= Christine Jacobs-Wagner =

American molecular biologist

Christine Jacobs-Wagner is an American microbial molecular biologist. She is the Dennis Cunningham Professor of Biology and Microbiology and Immunology at Stanford University. Jacobs-Wagner's research has shown that bacterial cells have a great deal of substructure, including analogs of microfilaments, and that proteins are directed by regulatory processes to locate to specific places within the bacterial cell. She was elected to the National Academy of Sciences in 2015 and has received a number of scientific awards.

== Early life and education ==
Christine Jacobs-Wagner grew up in Belgium in a town near Liege. She thought of becoming a cyclist or a badminton Olympian, but was undecided about a career through high school. Jacobs-Wagner received her BS degree in biochemistry from the University of Liege; she also received her MS in 1991 and her PhD in 1996 from the University of Liege in the field of biochemistry. She subsequently worked with Lucy Shapiro at Stanford Medical School on a fellowship from the European Molecular Biology Organization, where she studied Caulobacter, a bacterium with a flagellum on one end and a stalk on the other end, beginning her fascination with how bacterial cells can become asymmetrical. From 2004 to 2019, she taught and conducted research as a professor at Yale University.

== Academic career ==
As of 2025, Jacobs-Wagner is the Dennis Cunningham Professor of Biology and Microbiology and Immunology at Stanford University.

== Research ==
Christine Jacobs-Wagner's major breakthrough has been the discovery bacterial cells, such as those from Caulobacter, Escherichia coli, and Borrelia, program the locations of their protein components via their regulatory systems. She also discovered the protein crescentin, which forms bacterial intermediate filaments, structures once thought to occur only in eukaryotic cells. The current focus of her laboratory's work is to discover regulation of the times and places for critical components of the DNA replication and cell division processes so that proliferation control can be understood.

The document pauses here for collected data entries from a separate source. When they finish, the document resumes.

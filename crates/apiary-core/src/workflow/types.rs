//! Workflow definition and result types.

use async_trait::async_trait;
use chrono::{DateTime, Utc};
use serde::{Deserialize, Serialize};
use serde_json::Value;
use std::collections::{BTreeMap, HashMap};
use std::sync::Arc;
use std::time::Duration;

use super::blackboard::Blackboard;

/// The unit of work execution, supplied by the caller.
///
/// "Run this agent on this prompt and give me text back." Any error is
/// treated as a retryable step failure; the orchestrator never inspects
/// how the work is done.
#[cfg_attr(test, mockall::automock)]
#[async_trait]
pub trait AgentExecutor: Send + Sync {
    /// Execute the named agent against a resolved input.
    async fn execute(&self, agent: &str, input: &str) -> anyhow::Result<String>;
}

/// Runtime condition evaluated against the blackboard before a step runs.
pub type StepCondition = Arc<dyn Fn(&Blackboard) -> bool + Send + Sync>;

/// Primitive types checked by an output schema.
#[derive(Debug, Clone, Copy, PartialEq, Eq, Serialize, Deserialize)]
#[serde(rename_all = "snake_case")]
pub enum FieldType {
    /// JSON string.
    String,
    /// JSON number (integer or float).
    Number,
    /// JSON boolean.
    Boolean,
    /// JSON array.
    Array,
}

impl FieldType {
    pub(super) fn matches(self, value: &Value) -> bool {
        match self {
            Self::String => value.is_string(),
            Self::Number => value.is_number(),
            Self::Boolean => value.is_boolean(),
            Self::Array => value.is_array(),
        }
    }

    pub(super) fn name(self) -> &'static str {
        match self {
            Self::String => "string",
            Self::Number => "number",
            Self::Boolean => "boolean",
            Self::Array => "array",
        }
    }
}

/// Lifecycle states of a single step within a run.
#[derive(Debug, Clone, Copy, PartialEq, Eq, Serialize, Deserialize)]
#[serde(rename_all = "snake_case")]
pub enum StepStatus {
    /// Not yet eligible to run.
    Pending,
    /// Skipped by a false condition; satisfies downstream dependencies.
    Skipped,
    /// Finished successfully.
    Done,
    /// Failed after exhausting its retry budget.
    Failed,
}

impl StepStatus {
    /// Whether the step can no longer change state.
    pub fn is_terminal(self) -> bool {
        !matches!(self, Self::Pending)
    }

    /// Whether downstream dependents may proceed.
    pub fn satisfies_dependents(self) -> bool {
        matches!(self, Self::Done | Self::Skipped)
    }
}

/// One declarative step of a workflow DAG.
///
/// Steps are immutable once a run starts; only their [`StepResult`]
/// changes. The input is a template: `{{blackboard.key}}` substrings are
/// replaced with the current blackboard value at execution time.
#[derive(Clone)]
pub struct WorkflowStep {
    /// Unique id within the definition.
    pub id: String,
    /// Agent name handed to the executor.
    pub agent: String,
    /// Input template.
    pub input: String,
    /// Ids of steps that must be done (or skipped) first.
    pub depends_on: Vec<String>,
    /// Optional runtime gate; a false result skips the step.
    pub condition: Option<StepCondition>,
    /// Blackboard key the output lands under (defaults to the step id).
    pub output_key: Option<String>,
    /// Retry budget for failures.
    pub retries: u32,
    /// Per-attempt timeout; falls back to the orchestrator default.
    pub timeout: Option<Duration>,
    /// Expected keys and primitive types of a JSON output.
    pub output_schema: Option<BTreeMap<String, FieldType>>,
}

impl std::fmt::Debug for WorkflowStep {
    fn fmt(&self, f: &mut std::fmt::Formatter<'_>) -> std::fmt::Result {
        f.debug_struct("WorkflowStep")
            .field("id", &self.id)
            .field("agent", &self.agent)
            .field("depends_on", &self.depends_on)
            .field("has_condition", &self.condition.is_some())
            .field("retries", &self.retries)
            .finish_non_exhaustive()
    }
}

impl WorkflowStep {
    /// Create a step with no dependencies and no retries.
    pub fn new(
        id: impl Into<String>,
        agent: impl Into<String>,
        input: impl Into<String>,
    ) -> Self {
        Self {
            id: id.into(),
            agent: agent.into(),
            input: input.into(),
            depends_on: Vec::new(),
            condition: None,
            output_key: None,
            retries: 0,
            timeout: None,
            output_schema: None,
        }
    }

    /// Declare dependencies by step id.
    #[must_use]
    pub fn with_depends_on<I, S>(mut self, ids: I) -> Self
    where
        I: IntoIterator<Item = S>,
        S: Into<String>,
    {
        self.depends_on = ids.into_iter().map(Into::into).collect();
        self
    }

    /// Gate the step on a blackboard condition.
    #[must_use]
    pub fn with_condition<F>(mut self, condition: F) -> Self
    where
        F: Fn(&Blackboard) -> bool + Send + Sync + 'static,
    {
        self.condition = Some(Arc::new(condition));
        self
    }

    /// Store the output under a custom blackboard key.
    #[must_use]
    pub fn with_output_key(mut self, key: impl Into<String>) -> Self {
        self.output_key = Some(key.into());
        self
    }

    /// Set the retry budget.
    #[must_use]
    pub fn with_retries(mut self, retries: u32) -> Self {
        self.retries = retries;
        self
    }

    /// Set the per-attempt timeout.
    #[must_use]
    pub fn with_timeout(mut self, timeout: Duration) -> Self {
        self.timeout = Some(timeout);
        self
    }

    /// Require the output to be JSON with the given keys and types.
    #[must_use]
    pub fn with_output_schema<I, S>(mut self, schema: I) -> Self
    where
        I: IntoIterator<Item = (S, FieldType)>,
        S: Into<String>,
    {
        self.output_schema = Some(
            schema
                .into_iter()
                .map(|(key, field)| (key.into(), field))
                .collect(),
        );
        self
    }
}

/// A named set of step ids that execute concurrently when simultaneously
/// ready.
#[derive(Debug, Clone, Serialize, Deserialize)]
pub struct ParallelGroup {
    /// Group name (for logs and events).
    pub name: String,
    /// Member step ids.
    pub steps: Vec<String>,
}

impl ParallelGroup {
    /// Create a group from step ids.
    pub fn new<I, S>(name: impl Into<String>, steps: I) -> Self
    where
        I: IntoIterator<Item = S>,
        S: Into<String>,
    {
        Self {
            name: name.into(),
            steps: steps.into_iter().map(Into::into).collect(),
        }
    }
}

/// A declarative DAG of steps.
#[derive(Debug, Clone, Default)]
pub struct WorkflowDefinition {
    /// Workflow name (for logs, events, and run records).
    pub name: String,
    /// Steps in declaration order; order breaks ties for sequential
    /// execution within one scheduling iteration.
    pub steps: Vec<WorkflowStep>,
    /// Groups of steps that run concurrently.
    pub parallel_groups: Vec<ParallelGroup>,
    /// Whole-run deadline; falls back to the orchestrator default.
    pub run_timeout: Option<Duration>,
}

impl WorkflowDefinition {
    /// Create an empty definition.
    pub fn new(name: impl Into<String>) -> Self {
        Self {
            name: name.into(),
            ..Self::default()
        }
    }

    /// Append a step.
    #[must_use]
    pub fn with_step(mut self, step: WorkflowStep) -> Self {
        self.steps.push(step);
        self
    }

    /// Append a parallel group.
    #[must_use]
    pub fn with_parallel_group(mut self, group: ParallelGroup) -> Self {
        self.parallel_groups.push(group);
        self
    }

    /// Set the whole-run deadline.
    #[must_use]
    pub fn with_run_timeout(mut self, timeout: Duration) -> Self {
        self.run_timeout = Some(timeout);
        self
    }
}

/// Outcome of one executed step.
#[derive(Debug, Clone, Serialize)]
pub struct StepResult {
    /// Step id.
    pub step_id: String,
    /// Agent that ran it.
    pub agent: String,
    /// `Done` or `Failed`.
    pub status: StepStatus,
    /// Raw executor output (empty on failure).
    pub output: String,
    /// When the first attempt started.
    pub started_at: DateTime<Utc>,
    /// When the final attempt settled.
    pub completed_at: DateTime<Utc>,
    /// Wall-clock duration across all attempts.
    pub duration_ms: u64,
    /// Retries consumed.
    pub retry_count: u32,
    /// Last error, for failed steps.
    pub error: Option<String>,
}

/// Lifecycle states of a workflow run.
#[derive(Debug, Clone, Copy, PartialEq, Eq, Serialize, Deserialize)]
#[serde(rename_all = "snake_case")]
pub enum RunStatus {
    /// The readiness loop is executing steps.
    Running,
    /// Every step finished or was skipped.
    Completed,
    /// A step failed permanently, the graph deadlocked, or the deadline
    /// elapsed.
    Failed,
    /// Cancelled by the caller.
    Cancelled,
}

/// Record of one workflow execution.
///
/// Never mutated after a terminal status is set.
#[derive(Debug, Clone, Serialize)]
pub struct WorkflowRun {
    /// Run id.
    pub id: String,
    /// Name of the executed definition.
    pub workflow_name: String,
    /// Final (or current) status.
    pub status: RunStatus,
    /// The run's blackboard.
    pub blackboard: Blackboard,
    /// Per-step result ledger, keyed by step id.
    pub results: HashMap<String, StepResult>,
    /// When the run started.
    pub started_at: DateTime<Utc>,
    /// When the run reached a terminal status.
    pub completed_at: Option<DateTime<Utc>>,
    /// Run-level failure description (deadlock, timeout, step failure).
    pub error: Option<String>,
}

/// Workflow orchestrator configuration.
#[derive(Debug, Clone, Serialize, Deserialize)]
pub struct WorkflowConfig {
    /// Default per-attempt step timeout in milliseconds.
    #[serde(default = "default_step_timeout_ms")]
    pub default_step_timeout_ms: u64,
    /// Default whole-run deadline in milliseconds.
    #[serde(default = "default_run_timeout_ms")]
    pub default_run_timeout_ms: u64,
    /// Base retry backoff in milliseconds; attempt N waits N times this.
    #[serde(default = "default_retry_backoff_ms")]
    pub retry_backoff_ms: u64,
}

fn default_step_timeout_ms() -> u64 {
    120_000
}

fn default_run_timeout_ms() -> u64 {
    300_000
}

fn default_retry_backoff_ms() -> u64 {
    1000
}

impl Default for WorkflowConfig {
    fn default() -> Self {
        Self {
            default_step_timeout_ms: default_step_timeout_ms(),
            default_run_timeout_ms: default_run_timeout_ms(),
            retry_backoff_ms: default_retry_backoff_ms(),
        }
    }
}

impl WorkflowConfig {
    /// Create the default configuration.
    #[must_use]
    pub fn new() -> Self {
        Self::default()
    }

    /// Set the default per-attempt step timeout.
    #[must_use]
    pub fn with_default_step_timeout_ms(mut self, millis: u64) -> Self {
        self.default_step_timeout_ms = millis;
        self
    }

    /// Set the default whole-run deadline.
    #[must_use]
    pub fn with_default_run_timeout_ms(mut self, millis: u64) -> Self {
        self.default_run_timeout_ms = millis;
        self
    }

    /// Set the base retry backoff.
    #[must_use]
    pub fn with_retry_backoff_ms(mut self, millis: u64) -> Self {
        self.retry_backoff_ms = millis;
        self
    }
}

== Awards and recognition ==
- National Academy of Sciences (2015)
- Eli Lilly Award American Society of Microbiology (2011)
- WALS lecture National Institute of Health (2009)
- Elizabeth McCoy Lecture
- Finalist, Blatvanik Award for Young Scientists New York Academy of Sciences (2008)
- Women in Cell Biology WICB Junior and Senior Award by American Society of Cell Biology (2007)
- Pew Scholarship Award in the Biomedical Sciences PEW Charitable Trust (2003)
- Grand Prize Winner of the Young Scientist Award GE & Science (1997)

== Selected works ==
- MT Cabeen, C Jacobs-Wagner 2005 “Bacterial Cell Shape” Nature Reviews Microbiology 3 (8):601-610.
- O. Sliusarenko, J Heinritz, T Emonet, and C Jacobs-Wagner 2011 “High-throughput, suppixel precision analysis of bacterial morphogenesis and spatio-temporal dynamics.” Molecular Microbiology 80 (3):612-627.
- N Ausmees, JR Kuhn, and C Jacobs-Wagner (2003) “The bacterial cytoskeleton: an intermediate filament-like function in cell shape“ Cell 115 (6): 705-713.
- PM Llopis, AF Jackson, O Sliusarenko, I Surovtsev, J Heinritz, T Emonet...C Jacobs-Wagner (2010) “Spatial organization of the flow of genetic information in bacteria“ Nature 466 (7302):77-81.
- G Laloux and C Jacobs-Wagner (2014) “How do bacteria localize proteins to the cell pole? J Cell Science 127: 11-19. doi:10.1242/jcs.138328
- M Cabeen and C Jacobs-Wagner (2010) “The bacterial cytoskeleton” Annu Rev Genetics 44: 365-382.